• **Instructions for the task**
In the listing below, which lines contain the string "PoisonError"? Copy them all.

╔══

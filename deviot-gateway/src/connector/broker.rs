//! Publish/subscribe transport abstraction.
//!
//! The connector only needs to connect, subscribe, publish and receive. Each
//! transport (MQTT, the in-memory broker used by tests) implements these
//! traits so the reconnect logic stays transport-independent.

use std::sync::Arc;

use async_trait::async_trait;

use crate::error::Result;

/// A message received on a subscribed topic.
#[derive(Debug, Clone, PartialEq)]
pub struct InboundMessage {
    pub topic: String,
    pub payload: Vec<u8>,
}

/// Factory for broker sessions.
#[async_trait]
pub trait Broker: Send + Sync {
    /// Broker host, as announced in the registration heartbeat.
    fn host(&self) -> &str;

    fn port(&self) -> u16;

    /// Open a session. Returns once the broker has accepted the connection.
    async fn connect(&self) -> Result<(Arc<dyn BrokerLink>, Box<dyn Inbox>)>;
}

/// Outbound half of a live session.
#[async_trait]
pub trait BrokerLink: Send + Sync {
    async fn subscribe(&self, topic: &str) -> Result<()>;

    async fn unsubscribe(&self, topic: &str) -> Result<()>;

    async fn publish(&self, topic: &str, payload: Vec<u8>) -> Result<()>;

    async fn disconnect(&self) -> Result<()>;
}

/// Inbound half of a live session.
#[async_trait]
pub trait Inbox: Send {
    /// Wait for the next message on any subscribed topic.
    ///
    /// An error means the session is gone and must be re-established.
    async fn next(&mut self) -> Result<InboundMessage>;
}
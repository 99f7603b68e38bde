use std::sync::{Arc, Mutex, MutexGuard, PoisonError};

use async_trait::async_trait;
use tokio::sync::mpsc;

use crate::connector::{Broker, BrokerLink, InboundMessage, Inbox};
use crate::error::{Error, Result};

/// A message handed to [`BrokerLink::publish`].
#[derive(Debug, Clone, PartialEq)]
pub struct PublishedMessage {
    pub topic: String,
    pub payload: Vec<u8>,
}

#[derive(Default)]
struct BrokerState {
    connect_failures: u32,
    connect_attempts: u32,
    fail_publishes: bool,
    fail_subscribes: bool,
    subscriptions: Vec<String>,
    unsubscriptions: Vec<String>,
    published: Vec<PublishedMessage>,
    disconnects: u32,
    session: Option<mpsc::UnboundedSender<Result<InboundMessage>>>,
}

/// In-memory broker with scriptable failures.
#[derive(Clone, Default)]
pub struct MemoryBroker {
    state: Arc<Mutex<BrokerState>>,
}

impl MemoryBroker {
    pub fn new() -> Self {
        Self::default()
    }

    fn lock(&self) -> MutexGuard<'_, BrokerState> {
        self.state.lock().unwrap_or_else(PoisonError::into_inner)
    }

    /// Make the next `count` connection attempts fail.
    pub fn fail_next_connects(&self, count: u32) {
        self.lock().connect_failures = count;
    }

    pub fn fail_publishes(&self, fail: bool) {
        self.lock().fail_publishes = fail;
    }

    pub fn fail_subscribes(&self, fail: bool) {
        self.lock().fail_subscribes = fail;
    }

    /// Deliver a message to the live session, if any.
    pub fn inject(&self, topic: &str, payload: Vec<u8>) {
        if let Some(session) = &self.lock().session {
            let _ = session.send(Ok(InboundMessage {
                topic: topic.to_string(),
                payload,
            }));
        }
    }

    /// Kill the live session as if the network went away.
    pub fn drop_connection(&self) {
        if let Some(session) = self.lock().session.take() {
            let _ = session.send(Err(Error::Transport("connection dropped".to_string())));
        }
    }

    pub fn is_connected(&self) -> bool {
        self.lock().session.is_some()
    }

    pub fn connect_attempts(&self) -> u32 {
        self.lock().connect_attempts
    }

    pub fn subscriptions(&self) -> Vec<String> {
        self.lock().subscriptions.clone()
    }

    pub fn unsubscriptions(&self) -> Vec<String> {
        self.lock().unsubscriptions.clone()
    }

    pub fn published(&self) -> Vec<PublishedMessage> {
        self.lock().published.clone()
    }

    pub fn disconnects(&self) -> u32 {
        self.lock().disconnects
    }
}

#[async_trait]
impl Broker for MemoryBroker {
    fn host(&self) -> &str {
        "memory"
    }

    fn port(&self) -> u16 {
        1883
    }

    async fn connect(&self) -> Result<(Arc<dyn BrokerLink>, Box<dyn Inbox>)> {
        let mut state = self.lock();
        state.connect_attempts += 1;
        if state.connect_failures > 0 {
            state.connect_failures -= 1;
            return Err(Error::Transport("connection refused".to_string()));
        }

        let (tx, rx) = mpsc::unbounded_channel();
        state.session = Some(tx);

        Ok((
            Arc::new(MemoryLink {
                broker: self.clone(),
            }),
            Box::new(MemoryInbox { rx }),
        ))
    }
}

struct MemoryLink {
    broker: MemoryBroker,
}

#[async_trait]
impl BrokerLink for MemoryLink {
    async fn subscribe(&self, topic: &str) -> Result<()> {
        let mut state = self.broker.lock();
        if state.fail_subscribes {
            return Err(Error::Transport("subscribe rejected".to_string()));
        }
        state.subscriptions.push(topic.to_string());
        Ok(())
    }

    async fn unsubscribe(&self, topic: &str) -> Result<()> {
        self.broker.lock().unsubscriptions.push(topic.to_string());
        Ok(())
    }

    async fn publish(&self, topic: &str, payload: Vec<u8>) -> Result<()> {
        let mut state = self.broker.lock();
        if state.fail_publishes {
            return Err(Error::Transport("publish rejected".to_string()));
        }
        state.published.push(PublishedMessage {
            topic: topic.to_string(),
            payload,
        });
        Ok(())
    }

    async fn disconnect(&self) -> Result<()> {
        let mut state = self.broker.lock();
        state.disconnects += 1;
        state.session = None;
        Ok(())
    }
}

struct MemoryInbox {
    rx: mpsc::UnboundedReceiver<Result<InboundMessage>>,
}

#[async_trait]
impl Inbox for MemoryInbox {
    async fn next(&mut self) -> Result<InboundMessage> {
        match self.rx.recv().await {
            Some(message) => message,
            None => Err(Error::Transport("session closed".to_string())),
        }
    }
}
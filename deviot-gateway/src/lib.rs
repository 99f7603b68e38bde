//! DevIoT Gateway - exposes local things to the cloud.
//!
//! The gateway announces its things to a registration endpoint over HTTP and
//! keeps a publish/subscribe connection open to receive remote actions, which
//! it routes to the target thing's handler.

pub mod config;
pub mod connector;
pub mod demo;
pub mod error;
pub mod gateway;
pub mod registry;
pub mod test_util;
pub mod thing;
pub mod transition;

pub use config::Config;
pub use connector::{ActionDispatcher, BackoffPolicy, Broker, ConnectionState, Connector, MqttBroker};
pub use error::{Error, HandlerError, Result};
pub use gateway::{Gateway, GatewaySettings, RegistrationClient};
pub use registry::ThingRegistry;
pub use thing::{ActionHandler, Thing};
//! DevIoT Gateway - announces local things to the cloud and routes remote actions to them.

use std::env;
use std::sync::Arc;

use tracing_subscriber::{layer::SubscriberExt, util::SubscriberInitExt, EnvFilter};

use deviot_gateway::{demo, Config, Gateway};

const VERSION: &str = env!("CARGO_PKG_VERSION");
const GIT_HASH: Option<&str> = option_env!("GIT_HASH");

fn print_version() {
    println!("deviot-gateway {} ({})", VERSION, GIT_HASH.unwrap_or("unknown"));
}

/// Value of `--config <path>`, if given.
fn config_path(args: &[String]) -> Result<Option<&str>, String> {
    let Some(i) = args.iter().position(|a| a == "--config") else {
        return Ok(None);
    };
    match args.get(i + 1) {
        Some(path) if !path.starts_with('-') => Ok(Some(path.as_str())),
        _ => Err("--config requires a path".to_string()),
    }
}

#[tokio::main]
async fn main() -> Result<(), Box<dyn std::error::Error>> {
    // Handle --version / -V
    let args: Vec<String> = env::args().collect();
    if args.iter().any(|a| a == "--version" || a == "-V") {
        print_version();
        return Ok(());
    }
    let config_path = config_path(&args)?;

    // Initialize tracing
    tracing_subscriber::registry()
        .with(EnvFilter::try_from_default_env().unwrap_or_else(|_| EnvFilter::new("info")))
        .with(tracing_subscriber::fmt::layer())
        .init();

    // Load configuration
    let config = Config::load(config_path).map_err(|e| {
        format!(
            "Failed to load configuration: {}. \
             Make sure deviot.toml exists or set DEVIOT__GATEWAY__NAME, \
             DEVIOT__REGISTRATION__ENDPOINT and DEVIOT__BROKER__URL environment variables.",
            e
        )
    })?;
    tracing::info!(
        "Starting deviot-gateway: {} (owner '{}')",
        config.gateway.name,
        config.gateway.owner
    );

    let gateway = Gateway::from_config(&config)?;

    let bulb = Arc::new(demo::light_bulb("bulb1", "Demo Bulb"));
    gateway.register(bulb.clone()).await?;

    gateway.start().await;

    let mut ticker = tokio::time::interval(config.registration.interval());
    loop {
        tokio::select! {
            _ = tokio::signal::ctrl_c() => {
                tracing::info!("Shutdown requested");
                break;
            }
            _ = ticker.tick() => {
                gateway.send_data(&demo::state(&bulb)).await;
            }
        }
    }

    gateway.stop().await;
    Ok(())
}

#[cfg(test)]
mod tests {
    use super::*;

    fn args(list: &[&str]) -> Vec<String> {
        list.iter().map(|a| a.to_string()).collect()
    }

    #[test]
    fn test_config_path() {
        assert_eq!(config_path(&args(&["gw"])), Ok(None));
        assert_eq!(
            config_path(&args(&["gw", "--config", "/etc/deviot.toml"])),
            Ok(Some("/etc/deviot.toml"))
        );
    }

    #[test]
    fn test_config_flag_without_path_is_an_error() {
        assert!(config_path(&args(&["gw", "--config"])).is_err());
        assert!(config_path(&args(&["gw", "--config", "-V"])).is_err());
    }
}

╚══

• **Result of this task**
use std::sync::{Arc, Mutex, MutexGuard, PoisonError};
        self.state.lock().unwrap_or_else(PoisonError::into_inner)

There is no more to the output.